Ливонская война 1558-1583 - Александр Шапран
Шрифт:
Интервал:
Закладка:
Иван заявил послам, что он не начнет войны против шведского королевства, если их король выведет свои войска с занятых им ливонских земель и откажется на будущее от всех притязаний на эти края. Кроме того, русский царь требовал от Юхана шведского сумму в 10000 ефимков в качестве компенсации за оскорбление, нанесенное московским послам в Швеции во время свержения Эрика. Но и этого московскому самодуру казалось мало. Он поставил условие, чтобы шведский король заключил с ним военный союз против Литвы и в случае войны поставил бы в русское войско тысячу конных и пятьсот пеших ратных людей. Кроме всего прочего, Швеция, если только она хотела мира с русским царем, не должна была чинить препятствий проезду в Московское государство специалистов самых разных отраслей, в том числе и военных, и обязывалась свободно пропускать любые товары, что ранее всегда находилось под запретом правительств европейских держав, державших под контролем Балтийский торговый путь. Верхом Ивановых требований стало условие включения королем в титул русского царя добавки шведского. Последнее означало ни много, ни мало признание шведским королем своей вассальной зависимости от России, а то, может быть, даже и больше — прямого присоединения Швеции к Московской державе. Как известно, Иван Грозный стал именоваться, помимо всего прочего, царем казанским и астраханским именно после завоевания этих царств. Теперь на равную ступень подчинения себе московский властелин пытался поставить независимую Швецию. Он даже требовал от послов, чтобы их король прислал ему свой герб для помещения его в герб Московского государства.
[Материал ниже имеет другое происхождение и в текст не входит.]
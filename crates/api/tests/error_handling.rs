//! Tests for `AppError` → HTTP response mapping.
//!
//! These call `IntoResponse` directly on `AppError` values; no router needed.

use assert_matches::assert_matches;
use axum::http::StatusCode;
use axum::response::IntoResponse;
use http_body_util::BodyExt;
use numerals_api::error::AppError;
use numerals_api::router::panic_response;
use numerals_core::error::CoreError;
use numerals_core::roman::convert;

/// Helper: convert a response into its status code and parsed JSON body.
async fn into_parts(response: axum::response::Response) -> (StatusCode, serde_json::Value) {
    let status = response.status();
    let bytes = response.into_body().collect().await.unwrap().to_bytes();
    let json: serde_json::Value = serde_json::from_slice(&bytes).unwrap();
    (status, json)
}

// ---------------------------------------------------------------------------
// Test: CoreError::InvalidInput maps to 400 with the validation message
// ---------------------------------------------------------------------------

#[tokio::test]
async fn invalid_input_returns_400() {
    let err = convert(0.0).unwrap_err();
    assert_matches!(err, CoreError::InvalidInput(_));

    let (status, json) = into_parts(AppError::from(err).into_response()).await;

    assert_eq!(status, StatusCode::BAD_REQUEST);
    assert_eq!(
        json,
        serde_json::json!({
            "error": "Invalid Input: Number must be an integer between 1 and 3999"
        })
    );
}

// ---------------------------------------------------------------------------
// Test: CoreError::Computation maps to 500 and hides the detail
// ---------------------------------------------------------------------------

#[tokio::test]
async fn computation_error_returns_500_and_sanitizes() {
    let err = AppError::Core(CoreError::Computation("units digit 12 has no table entry".into()));

    let (status, json) = into_parts(err.into_response()).await;

    assert_eq!(status, StatusCode::INTERNAL_SERVER_ERROR);
    assert_eq!(json["error"], "Computational error during Roman numeral conversion");
    assert!(!json.to_string().contains("units digit"));
}

// ---------------------------------------------------------------------------
// Test: AppError::NotFound maps to 404 with the fixed message
// ---------------------------------------------------------------------------

#[tokio::test]
async fn not_found_returns_404() {
    let (status, json) = into_parts(AppError::NotFound.into_response()).await;

    assert_eq!(status, StatusCode::NOT_FOUND);
    assert_eq!(json, serde_json::json!({ "error": "Sorry, can't find that" }));
}

// ---------------------------------------------------------------------------
// Test: AppError::Internal maps to 500 and sanitizes the message
// ---------------------------------------------------------------------------

#[tokio::test]
async fn internal_error_returns_500_and_sanitizes_message() {
    let err = AppError::Internal("secret configuration leaked".into());

    let (status, json) = into_parts(err.into_response()).await;

    assert_eq!(status, StatusCode::INTERNAL_SERVER_ERROR);
    assert_eq!(json["error"], "An internal error occurred");
    assert!(
        !json.to_string().contains("secret"),
        "Internal error response must not leak sensitive details"
    );
}

// ---------------------------------------------------------------------------
// Test: caught panics render as the generic internal error
// ---------------------------------------------------------------------------

#[tokio::test]
async fn panic_payload_renders_as_internal_error() {
    let response = panic_response(Box::new("index out of bounds"));

    let (status, json) = into_parts(response).await;

    assert_eq!(status, StatusCode::INTERNAL_SERVER_ERROR);
    assert_eq!(json, serde_json::json!({ "error": "An internal error occurred" }));
}
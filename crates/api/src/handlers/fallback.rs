use axum::extract::State;
use axum::http::Uri;

use crate::error::AppError;
use crate::state::AppState;

/// Fallback for any path without a route. Always 404.
pub async fn not_found(State(state): State<AppState>, uri: Uri) -> AppError {
    state
        .logger
        .error(&format!("404 Not Found: {}", uri.path()), None);
    AppError::NotFound
}
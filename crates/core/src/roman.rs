//! Roman numeral converter.
//!
//! A value is split into its four place-value digits and each digit is
//! looked up in a fixed table of canonical subtractive encodings. The
//! resolved parts are concatenated thousands first.

use crate::error::CoreError;
use crate::validation::{validate_numeral_input, MAX_NUMERAL, MIN_NUMERAL};

const THOUSANDS: [&str; 4] = ["", "M", "MM", "MMM"];
const HUNDREDS: [&str; 10] = ["", "C", "CC", "CCC", "CD", "D", "DC", "DCC", "DCCC", "CM"];
const TENS: [&str; 10] = ["", "X", "XX", "XXX", "XL", "L", "LX", "LXX", "LXXX", "XC"];
const UNITS: [&str; 10] = ["", "I", "II", "III", "IV", "V", "VI", "VII", "VIII", "IX"];

/// Convert a coerced numeric value to its Roman numeral.
///
/// The value must be an integer in `1..=3999`; anything else (including NaN
/// and infinities) fails with [`CoreError::InvalidInput`] before any lookup
/// happens.
///
/// # Examples
///
/// ```
/// use numerals_core::roman::convert;
///
/// assert_eq!(convert(42.0).unwrap(), "XLII");
/// assert_eq!(convert(3999.0).unwrap(), "MMMCMXCIX");
/// assert!(convert(0.0).is_err());
/// ```
pub fn convert(number: f64) -> Result<String, CoreError> {
    let value = validate_numeral_input(number)?;
    to_roman(value)
}

/// Compose the numeral for an already-validated value.
///
/// Returns [`CoreError::Computation`] if a digit falls outside its table,
/// which only happens for values above `MAX_NUMERAL`.
pub fn to_roman(value: u16) -> Result<String, CoreError> {
    let value = usize::from(value);

    let parts = [
        lookup(&THOUSANDS, value / 1000, "thousands")?,
        lookup(&HUNDREDS, (value % 1000) / 100, "hundreds")?,
        lookup(&TENS, (value % 100) / 10, "tens")?,
        lookup(&UNITS, value % 10, "units")?,
    ];

    let numeral = parts.concat();
    if numeral.is_empty() {
        return Err(CoreError::Computation(format!(
            "value {value} has no numeral representation"
        )));
    }
    Ok(numeral)
}

fn lookup(table: &[&'static str], digit: usize, place: &str) -> Result<&'static str, CoreError> {
    table.get(digit).copied().ok_or_else(|| {
        CoreError::Computation(format!("{place} digit {digit} has no table entry"))
    })
}

/// Parse a canonical Roman numeral back to its value.
///
/// Only numerals that [`to_roman`] would produce are accepted, so
/// non-canonical spellings such as `"IIII"` or `"IC"` return `None`, as do
/// lowercase input and the empty string.
pub fn from_roman(numeral: &str) -> Option<u16> {
    let values: Vec<i32> = numeral.chars().map(symbol_value).collect::<Option<_>>()?;

    let mut total: i32 = 0;
    for (i, &value) in values.iter().enumerate() {
        match values.get(i + 1) {
            Some(&next) if value < next => total -= value,
            _ => total += value,
        }
    }

    let value = u16::try_from(total).ok()?;
    if !(MIN_NUMERAL..=MAX_NUMERAL).contains(&value) {
        return None;
    }

    // Reject spellings that sum correctly but are not canonical.
    match to_roman(value) {
        Ok(canonical) if canonical == numeral => Some(value),
        _ => None,
    }
}

fn symbol_value(symbol: char) -> Option<i32> {
    match symbol {
        'I' => Some(1),
        'V' => Some(5),
        'X' => Some(10),
        'L' => Some(50),
        'C' => Some(100),
        'D' => Some(500),
        'M' => Some(1000),
        _ => None,
    }
}
// Terminal presentation for the voting loop.

use std::io::{self, Stdout, Write};

use crossterm::{
    cursor, queue,
    terminal::{Clear, ClearType},
};

/// Where the voting loop writes its prompts and results.
pub trait Screen {
    fn print_line(&mut self, line: &str) -> io::Result<()>;

    /// Writes a prompt, without going to the next line.
    fn prompt(&mut self, text: &str) -> io::Result<()>;

    /// Erases the last `n` lines of the display.
    fn retract_lines(&mut self, n: u16) -> io::Result<()>;

    fn clear_all(&mut self) -> io::Result<()>;
}

pub struct TerminalScreen<W: Write> {
    out: W,
}

impl TerminalScreen<Stdout> {
    pub fn stdout() -> TerminalScreen<Stdout> {
        TerminalScreen::new(io::stdout())
    }
}

impl<W: Write> TerminalScreen<W> {
    pub fn new(out: W) -> TerminalScreen<W> {
        TerminalScreen { out }
    }
}

impl<W: Write> Screen for TerminalScreen<W> {
    fn print_line(&mut self, line: &str) -> io::Result<()> {
        writeln!(self.out, "{}", line)?;
        self.out.flush()
    }

    fn prompt(&mut self, text: &str) -> io::Result<()> {
        write!(self.out, "{}", text)?;
        self.out.flush()
    }

    fn retract_lines(&mut self, n: u16) -> io::Result<()> {
        for _ in 0..n {
            queue!(
                self.out,
                cursor::MoveToPreviousLine(1),
                Clear(ClearType::UntilNewLine)
            )?;
        }
        self.out.flush()
    }

    fn clear_all(&mut self) -> io::Result<()> {
        queue!(self.out, Clear(ClearType::All), cursor::MoveTo(0, 0))?;
        self.out.flush()
    }
}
В завершении всего Грозный оправдывался перед послами относительно требований Екатерины, супруги шведского короля: «Мы просили у Эрика сестры польского короля, Екатерины, для того, чтобы нам было к повышению над недругом нашим, польским королем: через нее хотели мы с ним доброе дело постановить; а про Юхана нам сказали, что он умер и детей у него не осталось».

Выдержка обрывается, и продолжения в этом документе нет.